Воздух в подземелье оставался затхлым, практически неподвижным. Перегораживающая камеру скала играла роль затвора. Двигаться внутри раскопа приходилось осторожно, чтобы не поднять килограммы невесомой, легчайшей пыли, праха, текучего, как вулканический пепел.
Респираторы пришлось сменить – фильтр забило за первые полчаса работы.
Валентин был, что называется, «на подхвате». Дядя Рувим с удовольствием бы сменил его на кого-то более опытного, но выгнать первооткрывателя мешали родственные чувства. Основные работы проводили Арин и сам профессор: съемку, фиксацию, расчистку, подготовку к изъятию. Шагровский то и дело сновал под скалой, словно Харон, соединяя мир мертвых, куда они проникали со всей возможной осторожностью, с миром живых, в котором царило радостное оживление.
После сорока пяти минут съемки дышать в «мине» окончательно стало нечем и пришлось подняться на поверхность.
К раскопу уже доставили устройство, более всего похожее на пылесос – вакуумный насос, с помощью которого можно было откачивать практически любую взвесь, начиная от грязевой пульпы и заканчивая сухой пылью, которой было забито подземелье. Проблема его использования для уборки мины заключалась в том, что патрубок выброса был недостаточной длины, и Арье с товарищами прилаживали к пылеуборочному агрегату несколько кусков гофрошланга, соединяя их для герметичности сочленения изолентой поверх широкого скотча и крепкими словами на всех известных ему языках.
Еще одна сложность заключалась в том, что высосанную из «мины» пыль нужно было не выбрасывать в воздух, а тщательно просеять в поисках мелких артефактов. Валентин, ополоснув горящее лицо водой, тут же притащил сверху еще один кабель питания, для подключения «пылесоса», потому что было понятно, что агрегат придется опускать поближе ко второй камере.
Дядя Рувим выглядел далеко не таким бодрячком, как утром – пребывание в тесноте и духоте «мины» вместе с почтенным возрастом победило энтузиазм, глаза профессора воспалились, покраснели, пот продолжал струиться по лицу, волосы слиплись, и стало видно, что они вовсе не так густы, как казались – под ними проглядывала розовая влажная кожа. Ко всему профессор начал кашлять, отхаркивая пыль.
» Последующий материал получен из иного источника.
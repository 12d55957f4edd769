//! Gradient-recording mode
//!
//! Inference passes (the dual sweep, test evaluation) run under [`no_grad`]
//! so no operation records a backward rule.

use std::cell::Cell;

thread_local! {
    static GRAD_ENABLED: Cell<bool> = const { Cell::new(true) };
}

/// Whether operations currently record gradients
pub fn is_grad_enabled() -> bool {
    GRAD_ENABLED.with(Cell::get)
}

/// Run `f` with gradient recording disabled, restoring the previous mode
pub fn no_grad<R>(f: impl FnOnce() -> R) -> R {
    struct Restore(bool);

    impl Drop for Restore {
        fn drop(&mut self) {
            GRAD_ENABLED.with(|g| g.set(self.0));
        }
    }

    let _restore = Restore(GRAD_ENABLED.with(|g| g.replace(false)));
    f()
}

/// Whether an operation over `inputs` must record a backward rule
pub(crate) fn tracks_grad(inputs: &[&super::Tensor]) -> bool {
    is_grad_enabled() && inputs.iter().any(|t| t.requires_grad())
}

#[cfg(test)]
mod tests {
    use super::*;
    use crate::autograd::{add, Tensor};

    #[test]
    fn test_grad_enabled_by_default() {
        assert!(is_grad_enabled());
    }

    #[test]
    fn test_no_grad_scopes_mode() {
        let inside = no_grad(is_grad_enabled);
        assert!(!inside);
        assert!(is_grad_enabled());
    }

    #[test]
    fn test_no_grad_nested() {
        no_grad(|| {
            no_grad(|| assert!(!is_grad_enabled()));
            assert!(!is_grad_enabled());
        });
        assert!(is_grad_enabled());
    }

    #[test]
    fn test_ops_under_no_grad_are_leaves() {
        let a = Tensor::from_vec(vec![1.0], true);
        let b = Tensor::from_vec(vec![2.0], true);
        let c = no_grad(|| add(&a, &b));
        assert!(!c.requires_grad());
        assert!(c.is_leaf());
        assert_eq!(c.item(), 3.0);
    }
}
– Пойдете с Арин, – приказал он, отдышавшись после приступа, – только обязательно смените «лепестки»… Тов? И слушаться ее, как меня!
И продолжил, обращаясь ко всей группе на иврите:
– Ребята, на меня не обижаться! Я понимаю, что всем вам хочется вниз, – переводила Валентину вполголоса Арин, сидящая рядом, – но пусть расчищают площадку те, кто уже ориентируется внизу! Я обещаю, что каждый член группы при желании спустится в «мину» до того, как мы поднимем тело, но сейчас – настоятельно прошу всех соблюдать дисциплину и проявить терпение. Арин и Валентину очень тяжело под землей, и чем скорее мы уберем оттуда пыль, тем быстрее приступим к работе с артефактами…
Речь получилась более программной, чем необходимой. Случайных людей в экспедиции практически не было, и, несмотря на любопытство и желание оказаться причастными к интереснейшей находке, все всё понимали.
– Сколько вам надо времени на отдых? – спросил профессор, вытирая грязное лицо влажным платком.
Шагровский вопросительно посмотрел на Арин.
Девушке тоже пришлось несладко, но выглядела она лучше, чем оба ее спутника.
– Минут десять…
– Ну, вот и хорошо… Как раз хватит, чтобы опустить пылесос.
Но на подключение и спуск в «мину» вакуумного насоса понадобилось четверть часа.
Когда агрегат заработал, и тягучая плотная пыль струей потянулась в гофрошланг, Валентин понял, что без пылесоса они бы провозились минимум пару дней. Сейчас же надо было только иметь чуть терпения и соблюдать осторожность, не приближаясь близко к мумифицированному телу.
Наверху группа поддержки раз в пять минут меняла емкости с собранной пылью на пустые и мотор снова начинал гудеть, а клубящийся слой под ногами становился все тоньше и тоньше, словно истаивал в диодном свете сигаретным дымом.
Через три четверти часа, как раз к тому моменту, когда кабина фуникулера увезла вниз последних сотрудников музея, «мина» была практически чиста. После очередной смены респираторов Арин и Шагровский, отключив пылеотсос, перебрались во вторую камеру.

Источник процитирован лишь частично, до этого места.